§ **ASSIGNMENT**
Across all the records, filter for lines with the word "transfers" and copy them.
━━━━━ WORKING DATA ━━━━━
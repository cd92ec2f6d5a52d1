//! Core command implementations and shared utilities
//!
//! This module contains:
//! - `open_db` - Shared utility to open the database
//! - `build_pipeline` - Wire config, categorizer and database together
//! - `cmd_init` - Initialize the database

use anyhow::{Context, Result};
use tally_core::{Config, Database, Deduplicator, Pipeline};

/// Open the configured database, creating the schema if needed
pub fn open_db(config: &Config) -> Result<Database> {
    Database::with_pool_size(&config.database.path, config.database.pool_size)
        .with_context(|| format!("Failed to open database {}", config.database.path))
}

/// Ingestion pipeline over the configured input directory and database
pub fn build_pipeline(config: &Config) -> Result<Pipeline<Database>> {
    let db = open_db(config)?;
    Ok(Pipeline::new(
        Deduplicator::new(&config.input_dir),
        config.categorizer(),
        db,
    ))
}

pub fn cmd_init(config: &Config) -> Result<()> {
    println!("🔧 Initializing database at {}...", config.database.path);

    open_db(config)?;

    println!("✅ Database initialized successfully!");
    println!();
    println!("Next steps:");
    println!(
        "  1. Put statement exports into {}",
        config.input_dir.display()
    );
    println!("  2. Ingest once: tally ingest");
    println!("  3. Or keep ingesting on a schedule: tally run");

    Ok(())
}
//! Dry-run commands (parse, classify)

use std::path::Path;

use anyhow::{Context, Result};
use tally_core::import::parse_file;
use tally_core::Config;

use super::truncate;

/// Parse one statement file and print what would be stored
pub fn cmd_parse(config: &Config, file: &Path, json: bool) -> Result<()> {
    let categorizer = config.categorizer();
    let parsed = parse_file(file, &categorizer)
        .with_context(|| format!("Failed to parse {}", file.display()))?;

    if json {
        println!("{}", serde_json::to_string_pretty(&parsed.transactions)?);
        return Ok(());
    }

    println!();
    println!(
        "{:<10}  {:>10}  {:<20}  {:<24}  {:<16}  {}",
        "DATE", "AMOUNT", "TYPE", "RECIPIENT", "PRIMARY", "SECONDARY"
    );
    println!("{}", "─".repeat(100));

    for tx in &parsed.transactions {
        println!(
            "{:<10}  {:>10}  {:<20}  {:<24}  {:<16}  {}",
            tx.date,
            tx.amount,
            truncate(&tx.kind, 20),
            truncate(&tx.recipient, 24),
            truncate(&tx.primary_category, 16),
            tx.secondary_category
        );
    }

    println!();
    println!(
        "{} transactions parsed, {} rows skipped",
        parsed.transactions.len(),
        parsed.skipped
    );

    Ok(())
}

/// Print the classification of one raw (category, subcategory, recipient) triple
pub fn cmd_classify(config: &Config, category: &str, subcategory: &str, recipient: &str) {
    let classification = config
        .categorizer()
        .classify(category, subcategory, recipient);

    println!("Primary:   {}", classification.primary);
    println!("Secondary: {}", classification.secondary);
}
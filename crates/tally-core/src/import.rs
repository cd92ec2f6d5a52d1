//! CSV parser for C24 Bank statement exports
//!
//! Layout (positional, header row ignored):
//! `0` transaction type, `1` date (`DD.MM.YYYY`), `2` amount (`-37,20`, may be
//! quoted), `3` recipient (SEPA transfers append `, IBAN, ...`), `6` usage,
//! `8` category, `9` subcategory. Rows need at least 10 columns.
//!
//! A row that fails to parse is reported and skipped; only an unopenable file
//! or a missing header rejects the whole file.

use std::fs::File;
use std::io::Read;
use std::path::{Path, PathBuf};
use std::str::FromStr;
use std::sync::OnceLock;

use chrono::NaiveDate;
use csv::{ReaderBuilder, StringRecord, StringRecordsIntoIter};
use regex::Regex;
use rust_decimal::Decimal;
use tracing::{debug, warn};

use crate::categorize::Categorizer;
use crate::error::{Error, Result, RowError, RowErrorKind};
use crate::models::Transaction;

const COL_KIND: usize = 0;
const COL_DATE: usize = 1;
const COL_AMOUNT: usize = 2;
const COL_RECIPIENT: usize = 3;
const COL_USAGE: usize = 6;
const COL_CATEGORY: usize = 8;
const COL_SUBCATEGORY: usize = 9;
const MIN_COLUMNS: usize = 10;

/// Raw type label of SEPA transfers, whose recipient column carries extra fields
pub const SEPA_TRANSFER: &str = "SEPA-Überweisung";

/// Map a raw transaction type to its normalized label
///
/// Unknown types are returned unchanged.
pub fn translate_transaction_type(raw: &str) -> &str {
    match raw {
        "Abbuchung" => "Debit",
        "Zinszahlung" => "Interest Payment",
        "Kartenzahlung" => "Card Payment",
        "Online-Kartenzahlung" => "Online Card Payment",
        "Pocket-Umbuchung" => "Pocket Transfer",
        SEPA_TRANSFER => "SEPA Transfer",
        "SEPA-Lastschrift" => "SEPA Direct Debit",
        "Echtzeit-Überweisung" => "Instant Transfer",
        other => other,
    }
}

fn amount_re() -> &'static Regex {
    static RE: OnceLock<Regex> = OnceLock::new();
    RE.get_or_init(|| Regex::new(r"^[+-]?[0-9]+(,[0-9]+)?$").expect("valid regex"))
}

/// Parse a German-formatted amount (`"1234,56"`, `-37,20`)
///
/// Quotes are stripped and `,` is the decimal separator. Grouped amounts
/// (`1.234,56`, `1.500`) and exponents are rejected.
pub fn parse_amount(s: &str) -> std::result::Result<Decimal, RowErrorKind> {
    let invalid = || RowErrorKind::InvalidAmount(s.to_string());

    let cleaned = s.replace('"', "");
    let cleaned = cleaned.trim();
    if !amount_re().is_match(cleaned) {
        return Err(invalid());
    }

    Decimal::from_str(&cleaned.replace(',', ".")).map_err(|_| invalid())
}

/// Parse a `DD.MM.YYYY` date
pub fn parse_date(s: &str) -> std::result::Result<NaiveDate, RowErrorKind> {
    let s = s.trim();

    // chrono accepts single-digit fields; the export always pads them
    if s.len() != 10 {
        return Err(RowErrorKind::InvalidDate(s.to_string()));
    }

    NaiveDate::parse_from_str(s, "%d.%m.%Y").map_err(|_| RowErrorKind::InvalidDate(s.to_string()))
}

/// Recipient column, cut at the first comma for SEPA transfers
pub fn extract_recipient<'a>(raw_kind: &str, raw_recipient: &'a str) -> &'a str {
    if raw_kind == SEPA_TRANSFER {
        raw_recipient
            .split(',')
            .next()
            .unwrap_or(raw_recipient)
            .trim()
    } else {
        raw_recipient
    }
}

/// Streaming reader over the data rows of one statement
///
/// Yields one item per data row: the categorized transaction, or the reason
/// the row was rejected. The header row is consumed on construction.
pub struct StatementReader<'c, R: Read> {
    records: StringRecordsIntoIter<R>,
    categorizer: &'c Categorizer,
    line: u64,
    finished: bool,
}

impl<'c> StatementReader<'c, File> {
    /// Open a statement file and consume its header row
    pub fn open(path: &Path, categorizer: &'c Categorizer) -> Result<Self> {
        let file = File::open(path).map_err(|source| Error::Open {
            path: path.to_path_buf(),
            source,
        })?;
        Self::from_reader(file, categorizer).map_err(|e| match e {
            Error::Header { reason, .. } => Error::Header {
                path: path.to_path_buf(),
                reason,
            },
            other => other,
        })
    }
}

impl<'c, R: Read> StatementReader<'c, R> {
    /// Wrap any reader; fails if no header row can be read
    pub fn from_reader(reader: R, categorizer: &'c Categorizer) -> Result<Self> {
        let mut rdr = ReaderBuilder::new()
            .has_headers(false)
            .flexible(true)
            .from_reader(reader);

        let mut header = StringRecord::new();
        match rdr.read_record(&mut header) {
            Ok(true) => {}
            Ok(false) => {
                return Err(Error::Header {
                    path: PathBuf::new(),
                    reason: "file is empty".to_string(),
                })
            }
            Err(e) => {
                return Err(Error::Header {
                    path: PathBuf::new(),
                    reason: e.to_string(),
                })
            }
        }
        debug!("Statement header has {} columns", header.len());

        Ok(Self {
            records: rdr.into_records(),
            categorizer,
            line: 1,
            finished: false,
        })
    }

    fn parse_record(&self, record: &StringRecord) -> std::result::Result<Transaction, RowErrorKind> {
        if record.len() < MIN_COLUMNS {
            return Err(RowErrorKind::MissingColumns {
                expected: MIN_COLUMNS,
                found: record.len(),
            });
        }
        let col = |i: usize| record.get(i).unwrap_or("");

        let amount = parse_amount(col(COL_AMOUNT))?;
        let date = parse_date(col(COL_DATE))?;

        let raw_kind = col(COL_KIND);
        let recipient = extract_recipient(raw_kind, col(COL_RECIPIENT));
        let classification =
            self.categorizer
                .classify(col(COL_CATEGORY), col(COL_SUBCATEGORY), recipient);

        Ok(Transaction {
            kind: translate_transaction_type(raw_kind).to_string(),
            date,
            amount,
            recipient: recipient.to_string(),
            usage: col(COL_USAGE).to_string(),
            primary_category: classification.primary,
            secondary_category: classification.secondary,
        })
    }
}

impl<'c, R: Read> Iterator for StatementReader<'c, R> {
    type Item = std::result::Result<Transaction, RowError>;

    fn next(&mut self) -> Option<Self::Item> {
        if self.finished {
            return None;
        }
        let result = self.records.next()?;
        self.line += 1;

        let record = match result {
            Ok(record) => record,
            Err(e) => {
                // A broken stream cannot make progress; stop after reporting it
                if e.is_io_error() {
                    self.finished = true;
                }
                return Some(Err(RowError::new(self.line, RowErrorKind::Malformed(e))));
            }
        };

        // Quoted fields may span lines; prefer the reader's own position
        if let Some(pos) = record.position() {
            self.line = pos.line();
        }

        Some(
            self.parse_record(&record)
                .map_err(|kind| RowError::new(self.line, kind)),
        )
    }
}

/// All transactions of one file plus the number of rejected rows
#[derive(Debug, Clone, Default)]
pub struct ParsedStatement {
    pub transactions: Vec<Transaction>,
    pub skipped: usize,
}

/// Parse a whole statement file, logging and skipping bad rows
pub fn parse_file(path: &Path, categorizer: &Categorizer) -> Result<ParsedStatement> {
    let reader = StatementReader::open(path, categorizer)?;
    let parsed = collect_rows(reader, path);

    debug!(
        path = %path.display(),
        "Parsed {} transactions ({} skipped)",
        parsed.transactions.len(),
        parsed.skipped
    );
    Ok(parsed)
}

/// Parse statement data from memory, logging and skipping bad rows
pub fn parse_csv<R: Read>(reader: R, categorizer: &Categorizer) -> Result<ParsedStatement> {
    let reader = StatementReader::from_reader(reader, categorizer)?;
    Ok(collect_rows(reader, Path::new("<memory>")))
}

fn collect_rows<R: Read>(reader: StatementReader<'_, R>, path: &Path) -> ParsedStatement {
    let mut parsed = ParsedStatement::default();
    for row in reader {
        match row {
            Ok(tx) => parsed.transactions.push(tx),
            Err(e) => {
                warn!(path = %path.display(), line = e.line, "Skipping row: {}", e.kind);
                parsed.skipped += 1;
            }
        }
    }
    parsed
}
━━━━━
§ **SOLUTION FOR THIS EXERCISE**
//! quoted), `3` recipient (SEPA transfers append `, IBAN, ...`), `6` usage,
/// Raw type label of SEPA transfers, whose recipient column carries extra fields
/// Recipient column, cut at the first comma for SEPA transfers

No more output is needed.